El desprendimiento comenzó a las 8:37, cuando una ladera situada a gran altitud se desplomó con una fuerza que los sismógrafos registraron como un movimiento equivalente a magnitud 5,2, inicialmente confundido con un terremoto. La masa de roca, hielo y sedimentos descendió unos 1.200 metros hacia el valle del río Bhotekoshi-Trishuli y formó un “tsunami de tierra” de hasta 30 metros en algunos sectores.

La avalancha bloqueó temporalmente el cauce del río y, cuando la barrera cedió, liberó una pared de agua y lodo. El flujo destruyó el puerto fronterizo de Gyirong, centrales hidroeléctricas, puentes y asentamientos del distrito nepalí de Nuwakot. Los científicos describen el episodio como un desastre en cascada porque el desprendimiento generó de forma inmediata la inundación, sin la acumulación previa de agua típica de las inundaciones por desbordamiento de lagos glaciares, conocidas como GLOF.

Entre los factores identificados por el informe figuran el deterioro del permafrost, el retroceso acelerado de los glaciares y el ascenso de la isoterma de 0 °C. Los glaciares de la región pierden el equivalente a más de medio metro de espesor por año, mientras que el retroceso del glaciar Langtang-Lirung pasó de un 0,5% anual durante los dos siglos anteriores a entre 1% y 2,3% anual desde 2010. Además, el límite de congelación sube unos 100 metros por década durante las temporadas de monzón y postmonzón.

El colapso ocurrió después de 12 meses inusualmente cálidos. Las temperaturas de julio y agosto de 2026 fueron aproximadamente 1,5 °C superiores a las que se habrían registrado sin el cambio climático causado por el ser humano, con picos de hasta 3 °C en meses de invierno individuales. Dipesh Chapagain, investigador climático de la Universidad de las Naciones Unidas, explicó que el evento “se saltó el paso intermedio” y produjo un torrente inmediato en las zonas bajas.

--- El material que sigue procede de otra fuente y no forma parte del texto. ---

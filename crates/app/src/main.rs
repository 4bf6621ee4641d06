mod settings;

use std::sync::Arc;

use dalal_api::middleware::panic::install_panic_hook;
use dalal_api::server::{AppState, start_server};
use dalal_feed::yahoo::YahooProvider;
use dalal_market::catalog::StaticCatalog;
use dalal_market::manager::MarketImpl;
use tracing::{info, warn};
use tracing_subscriber::EnvFilter;

/// # Summary
/// 应用启动入口，纯粹的 DI 容器。
/// 负责加载配置、实例化具体实现并通过 Arc<dyn Trait> 注入到 HTTP 层。
///
/// # Logic
/// 1. 加载分层配置。
/// 2. 初始化全局日志 (非阻塞写 stdout)。
/// 3. 安装 panic 钩子，供 500 响应携带调用栈。
/// 4. 实例化基础设施层 (Feed) 与领域实现层 (Market、Catalog)。
/// 5. 启动 HTTP 服务，收到 Ctrl-C 后优雅退出。
#[tokio::main]
async fn main() -> Result<(), Box<dyn std::error::Error>> {
    // 1. 加载配置
    let config = settings::load_config()?;

    // 2. 初始化日志，RUST_LOG 优先于配置文件
    let filter = EnvFilter::try_from_default_env()
        .unwrap_or_else(|_| EnvFilter::new(&config.server.log_level));
    let (writer, _guard) = tracing_appender::non_blocking(std::io::stdout());
    tracing_subscriber::fmt()
        .with_env_filter(filter)
        .with_writer(writer)
        .init();
    info!("Dalal market gateway starting...");

    // 3. panic 钩子
    install_panic_hook();

    // 4. 实例化各层
    let feed = Arc::new(YahooProvider::new(&config.feed)?);
    let market = MarketImpl::new(feed);
    let catalog = Arc::new(StaticCatalog::new());
    info!("Instrument catalog loaded with {} entries", catalog.len());

    let state = AppState { market, catalog };

    // 5. 启动服务
    let bind_addr = config.server.bind_addr();
    start_server(state, &bind_addr, async {
        if let Err(e) = tokio::signal::ctrl_c().await {
            // 无法监听信号时保持运行，由外部进程管理终止
            warn!("Failed to listen for shutdown signal: {}", e);
            std::future::pending::<()>().await;
        }
        info!("Shutdown signal received. Exiting...");
    })
    .await?;

    Ok(())
}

La WWA advirtió que algunos fenómenos de esta magnitud ya superan los límites de adaptación de las comunidades. Manjeet Dhakal, negociador climático de Naciones Unidas por Nepal, afirmó que en ciertas zonas se superó ese umbral porque la inundación arrasó viviendas, terrenos, carreteras y sistemas de agua, lo que puede hacer inviable reconstruir en el mismo lugar. El informe reclama observación terrestre, monitoreo de riesgos y sistemas de alerta transfronterizos, además de una reducción rápida del uso de combustibles fósiles y el cumplimiento de la financiación climática para pérdidas y daños.

Los autores aclaran que no es posible determinar con certeza si esta avalancha habría ocurrido sin el cambio climático, pero sostienen que el aumento acelerado de las temperaturas incrementa de manera significativa la probabilidad y la gravedad de estos peligros encadenados. También recuerdan que Nepal aporta menos del 0,1% de las emisiones globales, aunque enfrenta impactos severos en una región donde el calentamiento avanza por encima de la media mundial. El retroceso de los glaciares y la degradación del permafrost continuarán durante décadas, incluso si no aumenta el calentamiento.